Here it is 10:46 pm and I don't know what to write. I left the house before nine this morning, drove my car over to Robin's then walked to the bus, where it seemed like I waited forever.

This was my last memoir writing class. I've invited the class to send stories to me and I'll post them on Silver Streakers. Check in tomorrow for the first one. I met Linda for lunch. Haven't seen her in a long time, so that was good. After a quick visit to the library I went to my audit class where I learned a little more about women in Asian art. I thought I was going to love this class, but it hasn't worked out that way. I went back to Robin's and walked Darcy for her. Finally home and dinner.

I now have five books on my night stand, probably four too many. I've been working on Ted Kennedy's memoir, which I'm not enthralled with. Some of it is interesting but I really don't enjoy books that begin with birth and work their way slowly and steadily through the subject's life. I prefer messier efforts. I have two books about Robert Flaherty, which I will just skim. At the library I picked up two more books: Jill Bolte Taylor's memoir, My Stroke of Insight, recommended by my memoir professor, and the best, The Angel's Game by Carlos Ruiz Zafon. His previous book, The Shadow of the Wind is one of my all-time favorites.

Flying, or not, and listening

I have a $250 certificate from United Airlines that will expire next month. This was my booby prize for that terrible trip home from Japan last year. I hate to let it fade away, so I've been trying to figure out some way to use it. Truth is I haven't wanted to get back on a plane. Our recent flight to Chicago was OK, but I think this was unusual luck. I have to complete the round trip before December 19. I'm still thinking about it, but the only way I can use the certificate from Pittsburgh is to make at least one plane change before I get to my destination. They won't let me use it on any non-stop flight. I can go to New York, making a stop in Chicago, or Atlanta. I just can't see doing that in December. It would probably be easier to drive. I'd like to go to New York before Christmas; I'll probably take the train. With any luck I'll never fly United again.

I often listen to podcasts of the Brian Lehrer show from WNYC in New York. Here he is interviewing Bernie Sanders, an Independent Senator from Vermont, who has sponsored a bill to deal with those "too big to fail" financial institutions, and also talks about our healthcare mess, including a unique take on the death panels. He's probably the most rational senator I've ever heard. Too bad there aren't more like him.

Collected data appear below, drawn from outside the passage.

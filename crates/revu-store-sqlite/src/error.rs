//! Error type for `revu-store-sqlite`.

use revu_core::StoreError;
use thiserror::Error;

#[derive(Debug, Error)]
pub enum Error {
  #[error("database error: {0}")]
  Database(#[from] tokio_rusqlite::Error),

  #[error("sqlite error: {0}")]
  Sqlite(#[from] rusqlite::Error),

  #[error("date/time parse error: {0}")]
  DateParse(String),

  #[error("unknown pull request status: {0:?}")]
  UnknownStatus(String),
}

pub type Result<T, E = Error> = std::result::Result<T, E>;

impl From<Error> for StoreError {
  fn from(e: Error) -> Self { StoreError::new(e) }
}
//! SQL schema for the Revu SQLite store.
//!
//! Executed once at connection startup. Future migrations will be gated on
//! `PRAGMA user_version`.

/// Full schema DDL; idempotent thanks to `CREATE TABLE IF NOT EXISTS`.
pub const SCHEMA: &str = "
PRAGMA journal_mode = WAL;
PRAGMA foreign_keys = ON;

CREATE TABLE IF NOT EXISTS teams (
    team_name TEXT PRIMARY KEY
);

-- rowid order is roster order; an upsert keeps the existing rowid.
CREATE TABLE IF NOT EXISTS users (
    user_id   TEXT PRIMARY KEY,
    username  TEXT NOT NULL,
    team_name TEXT NOT NULL REFERENCES teams(team_name),
    is_active INTEGER NOT NULL DEFAULT 1
);

CREATE TABLE IF NOT EXISTS pull_requests (
    pull_request_id   TEXT PRIMARY KEY,
    pull_request_name TEXT NOT NULL,
    author_id         TEXT NOT NULL REFERENCES users(user_id),
    status            TEXT NOT NULL DEFAULT 'OPEN'
                      CHECK (status IN ('OPEN', 'MERGED')),
    created_at        TEXT NOT NULL,   -- RFC 3339 UTC
    merged_at         TEXT,            -- RFC 3339 UTC; set iff MERGED
    CHECK ((status = 'MERGED') = (merged_at IS NOT NULL))
);

-- One row per reviewer assignment; rowid order is assignment order.
CREATE TABLE IF NOT EXISTS pull_request_reviewers (
    pull_request_id TEXT NOT NULL REFERENCES pull_requests(pull_request_id),
    user_id         TEXT NOT NULL REFERENCES users(user_id),
    PRIMARY KEY (pull_request_id, user_id)
);

CREATE INDEX IF NOT EXISTS users_team_idx      ON users(team_name);
CREATE INDEX IF NOT EXISTS prs_author_idx      ON pull_requests(author_id);
CREATE INDEX IF NOT EXISTS reviewers_user_idx  ON pull_request_reviewers(user_id);

PRAGMA user_version = 1;
";
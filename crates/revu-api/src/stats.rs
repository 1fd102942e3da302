//! `GET /stats`: aggregate counts over pull requests, users and teams.

use std::sync::Arc;

use axum::{Json, extract::State};
use revu_core::{Engine, stats::Stats, store::Store};

use crate::error::ApiError;

pub async fn handler<S: Store>(
  State(engine): State<Arc<Engine<S>>>,
) -> Result<Json<Stats>, ApiError> {
  Ok(Json(engine.stats().await?))
}
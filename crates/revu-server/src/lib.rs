//! HTTP server assembly for Revu.
//!
//! Wraps the [`revu_api`] router with a health check and per-request tracing.
//! The binary in `main.rs` adds configuration loading and the SQLite store.

use std::{path::PathBuf, sync::Arc};

use axum::{Router, routing::get};
use revu_core::{Engine, store::Store};
use serde::Deserialize;
use tower_http::trace::TraceLayer;

// ─── Configuration ───────────────────────────────────────────────────────────

/// Runtime server configuration, deserialised from `config.toml` and
/// `REVU_*` environment variables.
#[derive(Debug, Deserialize, Clone)]
#[serde(default)]
pub struct ServerConfig {
  pub host:       String,
  pub port:       u16,
  pub store_path: PathBuf,
}

impl Default for ServerConfig {
  fn default() -> Self {
    Self {
      host:       "0.0.0.0".to_string(),
      port:       8080,
      store_path: PathBuf::from("revu.db"),
    }
  }
}

impl ServerConfig {
  pub fn address(&self) -> String { format!("{}:{}", self.host, self.port) }
}

// ─── Router ──────────────────────────────────────────────────────────────────

/// Build the full application router for `engine`.
pub fn app<S: Store>(engine: Arc<Engine<S>>) -> Router {
  Router::new()
    .route("/health", get(health))
    .merge(revu_api::api_router(engine))
    .layer(TraceLayer::new_for_http())
}

async fn health() -> &'static str { "ok" }

#[cfg(test)]
mod tests {
  use super::*;

  use axum::{body::Body, http::{Request, StatusCode}};
  use revu_core::memory::InMemoryStore;
  use tower::ServiceExt as _;

  fn router() -> Router { app(Arc::new(Engine::new(InMemoryStore::new()))) }

  #[tokio::test]
  async fn health_returns_ok() {
    let req = Request::builder().uri("/health").body(Body::empty()).unwrap();
    let resp = router().oneshot(req).await.unwrap();
    assert_eq!(resp.status(), StatusCode::OK);

    let body = axum::body::to_bytes(resp.into_body(), usize::MAX)
      .await
      .unwrap();
    assert_eq!(&body[..], b"ok");
  }

  #[tokio::test]
  async fn api_routes_are_mounted() {
    let req = Request::builder().uri("/stats").body(Body::empty()).unwrap();
    let resp = router().oneshot(req).await.unwrap();
    assert_eq!(resp.status(), StatusCode::OK);

    let req = Request::builder().uri("/nope").body(Body::empty()).unwrap();
    let resp = router().oneshot(req).await.unwrap();
    assert_eq!(resp.status(), StatusCode::NOT_FOUND);
  }

  #[test]
  fn config_defaults() {
    let cfg = ServerConfig::default();
    assert_eq!(cfg.address(), "0.0.0.0:8080");
    assert_eq!(cfg.store_path, PathBuf::from("revu.db"));
  }
}
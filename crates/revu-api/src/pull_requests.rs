//! Handlers for `/pullRequest/*` endpoints.
//!
//! | Method | Path | Notes |
//! |--------|------|-------|
//! | `POST` | `/pullRequest/create` | 201; 409 `PR_EXISTS`; 404 unknown author |
//! | `POST` | `/pullRequest/merge` | Idempotent |
//! | `POST` | `/pullRequest/reassign` | 409 `PR_MERGED`, `NOT_ASSIGNED`, `NO_CANDIDATE` |

use std::sync::Arc;

use axum::{Json, extract::State, http::StatusCode, response::IntoResponse};
use revu_core::{
  Engine,
  pull_request::{NewPullRequest, PullRequest, Reassignment},
  store::Store,
};
use serde::{Deserialize, Serialize};

use crate::{
  error::ApiError,
  extract::{JsonBody, require},
};

#[derive(Debug, Serialize)]
pub struct PrResponse {
  pub pr: PullRequest,
}

// ─── Create ──────────────────────────────────────────────────────────────────

#[derive(Debug, Deserialize)]
pub struct CreateBody {
  pub pull_request_id:   String,
  pub pull_request_name: String,
  pub author_id:         String,
}

/// `POST /pullRequest/create`
pub async fn create<S: Store>(
  State(engine): State<Arc<Engine<S>>>,
  JsonBody(body): JsonBody<CreateBody>,
) -> Result<impl IntoResponse, ApiError> {
  require("pull_request_id", &body.pull_request_id)?;
  require("author_id", &body.author_id)?;

  let pr = engine
    .create_pull_request(NewPullRequest {
      id:        body.pull_request_id,
      name:      body.pull_request_name,
      author_id: body.author_id,
    })
    .await?;
  Ok((StatusCode::CREATED, Json(PrResponse { pr })))
}

// ─── Merge ───────────────────────────────────────────────────────────────────

#[derive(Debug, Deserialize)]
pub struct MergeBody {
  pub pull_request_id: String,
}

/// `POST /pullRequest/merge`
pub async fn merge<S: Store>(
  State(engine): State<Arc<Engine<S>>>,
  JsonBody(body): JsonBody<MergeBody>,
) -> Result<Json<PrResponse>, ApiError> {
  require("pull_request_id", &body.pull_request_id)?;
  let pr = engine.merge_pull_request(&body.pull_request_id).await?;
  Ok(Json(PrResponse { pr }))
}

// ─── Reassign ────────────────────────────────────────────────────────────────

#[derive(Debug, Deserialize)]
pub struct ReassignBody {
  pub pull_request_id: String,
  pub old_user_id:     String,
}

/// `POST /pullRequest/reassign`: responds with the updated pull request and
/// the replacement reviewer's id.
pub async fn reassign<S: Store>(
  State(engine): State<Arc<Engine<S>>>,
  JsonBody(body): JsonBody<ReassignBody>,
) -> Result<Json<Reassignment>, ApiError> {
  require("pull_request_id", &body.pull_request_id)?;
  require("old_user_id", &body.old_user_id)?;
  let out = engine
    .reassign_reviewer(&body.pull_request_id, &body.old_user_id)
    .await?;
  Ok(Json(out))
}
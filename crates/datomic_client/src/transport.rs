//! Blocking HTTP transport backed by `ureq`.

use crate::config::ClientConfig;
use crate::events::CancelHandle;
use crate::http::{
    HttpClient, HttpRequest, HttpResponse, Method, ResponseHead, StreamingResponse,
};
use std::time::{Duration, Instant};
use ureq::unversioned::resolver::DefaultResolver;
use ureq::unversioned::transport::time::Duration as WaitDuration;
use ureq::unversioned::transport::{
    Buffers, ConnectionDetails, Connector, DefaultConnector, NextTimeout, Transport,
};

/// How often a blocked stream read wakes up to check for cancellation.
const CANCEL_POLL: Duration = Duration::from_millis(100);

/// [`HttpClient`] implementation on a shared `ureq` agent.
///
/// Agents are configured to hand back non-2xx responses instead of
/// failing, so the caller sees the server's status and body. Buffered
/// requests are bounded by the configured timeout as a whole. Event
/// streams only bound connecting and waiting for the response head, and
/// then stay open for as long as the server keeps them.
#[derive(Debug, Clone)]
pub struct UreqClient {
    agent: ureq::Agent,
    timeout: Duration,
    user_agent: String,
}

impl UreqClient {
    /// Creates a transport using the timeout and user agent from `config`.
    pub fn new(config: &ClientConfig) -> Self {
        let agent_config = ureq::Agent::config_builder()
            .timeout_global(Some(config.timeout))
            .http_status_as_error(false)
            .build();
        Self {
            agent: ureq::Agent::new_with_config(agent_config),
            timeout: config.timeout,
            user_agent: config.user_agent.clone(),
        }
    }

    /// A dedicated agent for one event stream, whose connection watches
    /// `cancel`.
    fn stream_agent(&self, cancel: &CancelHandle) -> ureq::Agent {
        let config = ureq::Agent::config_builder()
            .timeout_connect(Some(self.timeout))
            .timeout_recv_response(Some(self.timeout))
            .http_status_as_error(false)
            .build();
        let connector = CancellableConnector {
            inner: DefaultConnector::new(),
            cancel: cancel.clone(),
        };
        ureq::Agent::with_parts(config, connector, DefaultResolver::default())
    }

    fn call(
        &self,
        agent: &ureq::Agent,
        request: &HttpRequest,
    ) -> Result<ureq::http::Response<ureq::Body>, String> {
        let result = match request.method {
            Method::Get => self.decorate(agent.get(&request.url), request).call(),
            Method::Post => {
                let builder = self.decorate(agent.post(&request.url), request);
                match &request.form {
                    Some(fields) => builder.send_form(
                        fields.iter().map(|(k, v)| (k.as_str(), v.as_str())),
                    ),
                    None => builder.send_empty(),
                }
            }
        };
        result.map_err(|e| format!("{} {} failed: {e}", request.method, request.url))
    }

    fn decorate<B>(
        &self,
        mut builder: ureq::RequestBuilder<B>,
        request: &HttpRequest,
    ) -> ureq::RequestBuilder<B> {
        for (name, value) in &request.query {
            builder = builder.query(name, value);
        }
        for (name, value) in &request.headers {
            // send_form writes its own content type
            if request.form.is_some() && name.eq_ignore_ascii_case("content-type") {
                continue;
            }
            builder = builder.header(name.as_str(), value.as_str());
        }
        builder.header("User-Agent", self.user_agent.as_str())
    }
}

fn head_of<B>(response: &ureq::http::Response<B>) -> ResponseHead {
    let mut head = ResponseHead::new(response.status().as_u16());
    for (name, value) in response.headers() {
        if let Ok(value) = value.to_str() {
            head = head.with_header(name.as_str(), value);
        }
    }
    head
}

impl HttpClient for UreqClient {
    fn execute(&self, request: &HttpRequest) -> Result<HttpResponse, String> {
        let mut response = self.call(&self.agent, request)?;
        let head = head_of(&response);
        let body = response
            .body_mut()
            .read_to_vec()
            .map_err(|e| format!("failed to read response body: {e}"))?;
        Ok(HttpResponse {
            head,
            body: body.into(),
        })
    }

    fn open_stream(
        &self,
        request: &HttpRequest,
        cancel: &CancelHandle,
    ) -> Result<StreamingResponse, String> {
        let agent = self.stream_agent(cancel);
        let response = self.call(&agent, request)?;
        let head = head_of(&response);
        Ok(StreamingResponse {
            head,
            body: Box::new(response.into_body().into_reader()),
        })
    }
}

/// Wraps every connection of the default connector chain in a
/// [`CancellableTransport`].
#[derive(Debug)]
struct CancellableConnector {
    inner: DefaultConnector,
    cancel: CancelHandle,
}

impl Connector<()> for CancellableConnector {
    type Out = CancellableTransport;

    fn connect(
        &self,
        details: &ConnectionDetails,
        chained: Option<()>,
    ) -> Result<Option<Self::Out>, ureq::Error> {
        let transport = self.inner.connect(details, chained)?;
        Ok(transport.map(|inner| CancellableTransport {
            inner,
            cancel: self.cancel.clone(),
        }))
    }
}

/// A connection whose blocking reads are cut into short waits, so a
/// cancelled stream stops waiting on an idle server.
#[derive(Debug)]
struct CancellableTransport {
    inner: Box<dyn Transport>,
    cancel: CancelHandle,
}

impl CancellableTransport {
    fn aborted() -> ureq::Error {
        ureq::Error::Io(std::io::Error::new(
            std::io::ErrorKind::ConnectionAborted,
            "event stream cancelled",
        ))
    }
}

impl Transport for CancellableTransport {
    fn buffers(&mut self) -> &mut dyn Buffers {
        self.inner.buffers()
    }

    fn transmit_output(&mut self, amount: usize, timeout: NextTimeout) -> Result<(), ureq::Error> {
        if self.cancel.is_cancelled() {
            return Err(Self::aborted());
        }
        self.inner.transmit_output(amount, timeout)
    }

    fn await_input(&mut self, timeout: NextTimeout) -> Result<bool, ureq::Error> {
        let deadline = match timeout.after {
            WaitDuration::Exact(after) => Some(Instant::now() + after),
            WaitDuration::NotHappening => None,
        };
        loop {
            if self.cancel.is_cancelled() {
                return Err(Self::aborted());
            }
            let wait = match deadline {
                Some(deadline) => {
                    let left = deadline.saturating_duration_since(Instant::now());
                    if left.is_zero() {
                        return Err(ureq::Error::Timeout(timeout.reason));
                    }
                    left.min(CANCEL_POLL)
                }
                None => CANCEL_POLL,
            };
            let slice = NextTimeout {
                after: WaitDuration::Exact(wait),
                reason: timeout.reason,
            };
            match self.inner.await_input(slice) {
                Err(ureq::Error::Timeout(_)) => continue,
                other => return other,
            }
        }
    }

    fn is_open(&mut self) -> bool {
        !self.cancel.is_cancelled() && self.inner.is_open()
    }

    fn is_tls(&self) -> bool {
        self.inner.is_tls()
    }
}
//! Client configuration and per-call options.

use std::fmt;
use std::time::Duration;

/// Wire sentinel for "most recent database version".
pub const LATEST: &str = "-";

/// Configuration for a [`Client`](crate::Client).
#[derive(Debug, Clone, PartialEq, Eq)]
pub struct ClientConfig {
    /// Base address of the REST service (e.g., "http://localhost:8080").
    pub base_url: String,
    /// Storage alias the service was started with. `None` for
    /// single-tenant deployments.
    pub storage: Option<String>,
    /// Request timeout handed to the transport.
    pub timeout: Duration,
    /// Value of the `User-Agent` header sent by the bundled transport.
    pub user_agent: String,
}

impl ClientConfig {
    /// Creates a configuration for the given base address.
    pub fn new(base_url: impl Into<String>) -> Self {
        Self {
            base_url: base_url.into(),
            storage: None,
            timeout: Duration::from_secs(30),
            user_agent: concat!("datomic_client/", env!("CARGO_PKG_VERSION")).to_string(),
        }
    }

    /// Sets the storage alias.
    pub fn with_storage(mut self, storage: impl Into<String>) -> Self {
        self.storage = Some(storage.into());
        self
    }

    /// Sets the request timeout.
    pub fn with_timeout(mut self, timeout: Duration) -> Self {
        self.timeout = timeout;
        self
    }

    /// Sets the user agent.
    pub fn with_user_agent(mut self, user_agent: impl Into<String>) -> Self {
        self.user_agent = user_agent.into();
        self
    }
}

/// A point-in-time database version marker (`t`).
#[derive(Debug, Clone, PartialEq, Eq, Default)]
pub enum Version {
    /// The most recent version, written as `-`.
    #[default]
    Latest,
    /// A basis-t or transaction id.
    T(i64),
    /// Any other marker the server understands, passed through verbatim.
    Raw(String),
}

impl fmt::Display for Version {
    fn fmt(&self, f: &mut fmt::Formatter<'_>) -> fmt::Result {
        match self {
            Version::Latest => f.write_str(LATEST),
            Version::T(t) => write!(f, "{t}"),
            Version::Raw(s) => f.write_str(s),
        }
    }
}

impl From<i64> for Version {
    fn from(t: i64) -> Self {
        Version::T(t)
    }
}

impl From<&str> for Version {
    fn from(s: &str) -> Self {
        if s == LATEST {
            Version::Latest
        } else {
            Version::Raw(s.to_string())
        }
    }
}

/// Options recognised by the read operations.
#[derive(Debug, Clone, PartialEq, Eq, Default)]
pub struct DbOptions {
    /// Database version to read. Defaults to the latest.
    pub t: Version,
}

impl DbOptions {
    /// Options reading the latest version.
    pub fn latest() -> Self {
        Self::default()
    }

    /// Options reading the given version.
    pub fn at(t: impl Into<Version>) -> Self {
        Self { t: t.into() }
    }
}
//! EDN text encoder.

use crate::decoder::is_symbol_char;
use crate::error::{CodecError, CodecResult};
use crate::value::{Name, Value};
use std::fmt::Write;

/// Encode a value as EDN text.
///
/// Collections are written in their stored order; map entries are separated
/// by `, ` and sequence elements by a single space.
///
/// # Errors
///
/// Returns an error if the value has no EDN representation: non-finite
/// floats, or keywords/symbols whose names are empty or contain characters
/// that would not read back as the same name.
pub fn to_edn(value: &Value) -> CodecResult<String> {
    let mut encoder = EdnEncoder::new();
    encoder.encode(value)?;
    Ok(encoder.into_string())
}

/// An EDN text encoder.
pub struct EdnEncoder {
    buffer: String,
}

impl EdnEncoder {
    /// Create a new encoder.
    pub fn new() -> Self {
        Self {
            buffer: String::new(),
        }
    }

    /// Create a new encoder with the specified capacity.
    pub fn with_capacity(capacity: usize) -> Self {
        Self {
            buffer: String::with_capacity(capacity),
        }
    }

    /// Encode a value, appending to the buffer.
    pub fn encode(&mut self, value: &Value) -> CodecResult<()> {
        match value {
            Value::Nil => self.buffer.push_str("nil"),
            Value::Bool(b) => self.buffer.push_str(if *b { "true" } else { "false" }),
            Value::Integer(n) => {
                let _ = write!(self.buffer, "{n}");
            }
            Value::Float(f) => self.encode_float(*f)?,
            Value::Decimal(digits) => self.encode_decimal(digits)?,
            Value::Char(c) => self.encode_char(*c),
            Value::Text(s) => self.encode_text(s),
            Value::Keyword(name) => {
                check_name(name, "keyword")?;
                self.buffer.push(':');
                let _ = write!(self.buffer, "{name}");
            }
            Value::Symbol(name) => {
                check_name(name, "symbol")?;
                let _ = write!(self.buffer, "{name}");
            }
            Value::List(items) => self.encode_seq("(", items, ")")?,
            Value::Vector(items) => self.encode_seq("[", items, "]")?,
            Value::Set(items) => self.encode_seq("#{", items, "}")?,
            Value::Map(pairs) => self.encode_map(pairs)?,
            Value::Tagged(tag, inner) => {
                check_name(tag, "tag")?;
                if !tag.to_string().starts_with(|c: char| c.is_alphabetic()) {
                    return Err(CodecError::encoding_failed(format!(
                        "tag must start with a letter: {tag}"
                    )));
                }
                let _ = write!(self.buffer, "#{tag} ");
                self.encode(inner)?;
            }
        }
        Ok(())
    }

    /// Consume this encoder and return the encoded text.
    pub fn into_string(self) -> String {
        self.buffer
    }

    /// Get a reference to the encoded text.
    pub fn as_str(&self) -> &str {
        &self.buffer
    }

    fn encode_float(&mut self, f: f64) -> CodecResult<()> {
        if !f.is_finite() {
            return Err(CodecError::encoding_failed(format!(
                "non-finite float {f} has no EDN form"
            )));
        }
        // Debug output is the shortest text that reads back to the same f64
        // and always carries a `.` or exponent.
        let _ = write!(self.buffer, "{f:?}");
        Ok(())
    }

    fn encode_decimal(&mut self, digits: &str) -> CodecResult<()> {
        let numeric = digits
            .chars()
            .all(|c| c.is_ascii_digit() || matches!(c, '.' | '-' | '+' | 'e' | 'E'));
        // anything else reads back as a symbol
        let mut chars = digits.chars();
        let leading_digit = match chars.next() {
            Some('+' | '-') => chars.next().is_some_and(|c| c.is_ascii_digit()),
            Some(c) => c.is_ascii_digit(),
            None => false,
        };
        if !numeric || !leading_digit || digits.parse::<f64>().is_err() {
            return Err(CodecError::encoding_failed(format!(
                "invalid decimal digits: {digits}"
            )));
        }
        self.buffer.push_str(digits);
        self.buffer.push('M');
        Ok(())
    }

    fn encode_char(&mut self, c: char) {
        self.buffer.push('\\');
        match c {
            '\n' => self.buffer.push_str("newline"),
            '\r' => self.buffer.push_str("return"),
            ' ' => self.buffer.push_str("space"),
            '\t' => self.buffer.push_str("tab"),
            '\u{8}' => self.buffer.push_str("backspace"),
            '\u{c}' => self.buffer.push_str("formfeed"),
            c if c.is_control() => {
                let _ = write!(self.buffer, "u{:04X}", c as u32);
            }
            c => self.buffer.push(c),
        }
    }

    fn encode_text(&mut self, text: &str) {
        self.buffer.reserve(text.len() + 2);
        self.buffer.push('"');
        for c in text.chars() {
            match c {
                '"' => self.buffer.push_str("\\\""),
                '\\' => self.buffer.push_str("\\\\"),
                '\n' => self.buffer.push_str("\\n"),
                '\r' => self.buffer.push_str("\\r"),
                '\t' => self.buffer.push_str("\\t"),
                '\u{8}' => self.buffer.push_str("\\b"),
                '\u{c}' => self.buffer.push_str("\\f"),
                c if c.is_control() => {
                    let _ = write!(self.buffer, "\\u{:04X}", c as u32);
                }
                c => self.buffer.push(c),
            }
        }
        self.buffer.push('"');
    }

    fn encode_seq(&mut self, open: &str, items: &[Value], close: &str) -> CodecResult<()> {
        self.buffer.push_str(open);
        for (i, item) in items.iter().enumerate() {
            if i > 0 {
                self.buffer.push(' ');
            }
            self.encode(item)?;
        }
        self.buffer.push_str(close);
        Ok(())
    }

    fn encode_map(&mut self, pairs: &[(Value, Value)]) -> CodecResult<()> {
        self.buffer.push('{');
        for (i, (key, value)) in pairs.iter().enumerate() {
            if i > 0 {
                self.buffer.push_str(", ");
            }
            self.encode(key)?;
            self.buffer.push(' ');
            self.encode(value)?;
        }
        self.buffer.push('}');
        Ok(())
    }
}

impl Default for EdnEncoder {
    fn default() -> Self {
        Self::new()
    }
}

/// Checks that a keyword, symbol or tag name reads back unchanged.
fn check_name(name: &Name, kind: &str) -> CodecResult<()> {
    let parts = name.namespace().into_iter().chain(Some(name.name()));
    for part in parts {
        let mut chars = part.chars();
        let first = chars.next();
        let second = chars.next();
        let valid = match first {
            None => false,
            Some(c) if c.is_ascii_digit() || c == ':' || c == '#' => false,
            Some('+' | '-' | '.') => !second.is_some_and(|c| c.is_ascii_digit()),
            Some(_) => true,
        } && part.chars().all(is_symbol_char);
        if !valid {
            return Err(CodecError::encoding_failed(format!(
                "invalid {kind} name: {name:?}"
            )));
        }
    }
    let literal = matches!(name.name(), "nil" | "true" | "false");
    if kind == "symbol" && literal && name.namespace().is_none() {
        return Err(CodecError::encoding_failed(format!(
            "symbol {} would read back as a literal",
            name.name()
        )));
    }
    Ok(())
}

#[cfg(test)]
mod tests {
    use super::*;

    #[test]
    fn encode_scalars() {
        assert_eq!(to_edn(&Value::Nil).unwrap(), "nil");
        assert_eq!(to_edn(&Value::Bool(true)).unwrap(), "true");
        assert_eq!(to_edn(&Value::Integer(-42)).unwrap(), "-42");
        assert_eq!(to_edn(&Value::Float(1.0)).unwrap(), "1.0");
        assert_eq!(to_edn(&Value::Float(-2.5)).unwrap(), "-2.5");
        assert_eq!(to_edn(&Value::Decimal("3.14".into())).unwrap(), "3.14M");
    }

    #[test]
    fn decimal_needs_leading_digit() {
        for bad in [".5", "-.5", "+", "e1", ""] {
            assert!(
                to_edn(&Value::Decimal(bad.into())).is_err(),
                "{bad:?} should not encode"
            );
        }
        let value = Value::Decimal("-0.5".into());
        let text = to_edn(&value).unwrap();
        assert_eq!(text, "-0.5M");
        assert_eq!(crate::from_edn(&text).unwrap(), value);
    }

    #[test]
    fn encode_text_escapes() {
        let value = Value::from("say \"hi\"\n\\");
        assert_eq!(to_edn(&value).unwrap(), r#""say \"hi\"\n\\""#);
    }

    #[test]
    fn encode_chars() {
        assert_eq!(to_edn(&Value::Char('a')).unwrap(), "\\a");
        assert_eq!(to_edn(&Value::Char('\n')).unwrap(), "\\newline");
        assert_eq!(to_edn(&Value::Char(' ')).unwrap(), "\\space");
        assert_eq!(to_edn(&Value::Char('\u{1}')).unwrap(), "\\u0001");
    }

    #[test]
    fn encode_keywords_and_symbols() {
        assert_eq!(to_edn(&Value::keyword("db/alias")).unwrap(), ":db/alias");
        assert_eq!(to_edn(&Value::keyword("find")).unwrap(), ":find");
        assert_eq!(to_edn(&Value::symbol("?e")).unwrap(), "?e");
        assert_eq!(to_edn(&Value::symbol("/")).unwrap(), "/");
    }

    #[test]
    fn encode_collections() {
        let value = Value::vector(vec![
            Value::keyword("find"),
            Value::symbol("?e"),
            Value::List(vec![Value::symbol("inc"), Value::Integer(1)]),
            Value::Set(vec![Value::Integer(2)]),
        ]);
        assert_eq!(to_edn(&value).unwrap(), "[:find ?e (inc 1) #{2}]");
    }

    #[test]
    fn encode_map_in_order() {
        let value = Value::map(vec![
            (Value::keyword("db/alias"), Value::from("dev/mydb")),
            (Value::keyword("a"), Value::Integer(1)),
        ]);
        assert_eq!(to_edn(&value).unwrap(), r#"{:db/alias "dev/mydb", :a 1}"#);
    }

    #[test]
    fn encode_tagged() {
        let value = Value::tagged(
            "db/id",
            Value::vector(vec![Value::keyword("db.part/user"), Value::Integer(-1)]),
        );
        assert_eq!(to_edn(&value).unwrap(), "#db/id [:db.part/user -1]");
    }

    #[test]
    fn reject_non_finite_float() {
        assert!(matches!(
            to_edn(&Value::Float(f64::NAN)),
            Err(CodecError::EncodingFailed { .. })
        ));
        assert!(matches!(
            to_edn(&Value::vector(vec![Value::Float(f64::INFINITY)])),
            Err(CodecError::EncodingFailed { .. })
        ));
    }

    #[test]
    fn reject_invalid_names() {
        assert!(to_edn(&Value::keyword("")).is_err());
        assert!(to_edn(&Value::keyword("has space")).is_err());
        assert!(to_edn(&Value::symbol("1abc")).is_err());
        assert!(to_edn(&Value::symbol("nil")).is_err());
        assert!(to_edn(&Value::symbol("-1x")).is_err());
        assert!(to_edn(&Value::tagged("_x", Value::Nil)).is_err());
    }
}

http://www.wnyc.org/flashplayer/mp3player.swf?config=http://www.wnyc.org/flashplayer/config_share.xml&file=http://www.wnyc.org/stream/xspf/144320

New phones

Robin and I went shopping for new phones today. We would both like an iPhone, but we don't want to go on the AT&T network. So we went to look at the Droid. Maybe tomorrow I'll go back and look at the iPhone. I'd really like to talk myself out of the whole thing. I'm trying to figure out if I really need it, or just need a new phone (I don't want to buy a new battery for the old one), or maybe I want another netbook and never mind the iPhone.

So what do I want to do with the phone, besides making phone calls:
1. access the internet just to read things.
2. post to the blog from the phone. I often think of things I'd like to write when I am out, but how much would I write with that tiny keyboard?
3. take pictures with the phone and post them directly. I have this fantasy about sneaking those shots I don't take now. Probably won't do it, or not very much.
4. GPS or map directions–very handy.

Anyone out there have any good reasons for why I should or should not spend all this money? Help would be appreciated.

Forecasting the future

Another beautiful day, and another walk; two miles this time. I can't believe this weather. I watched a long term, that is, five month weather forecast last week. It sounded bad–the rest of November was going to be bad, the temp would be below normal all winter and snowfall would be above normal. Then I watched a similar effort on another channel: warmer than usual, less snowfall. Amazing! These guys can't get it right 24 hours ahead. How do they have the chutzpah to predict for the entire winter.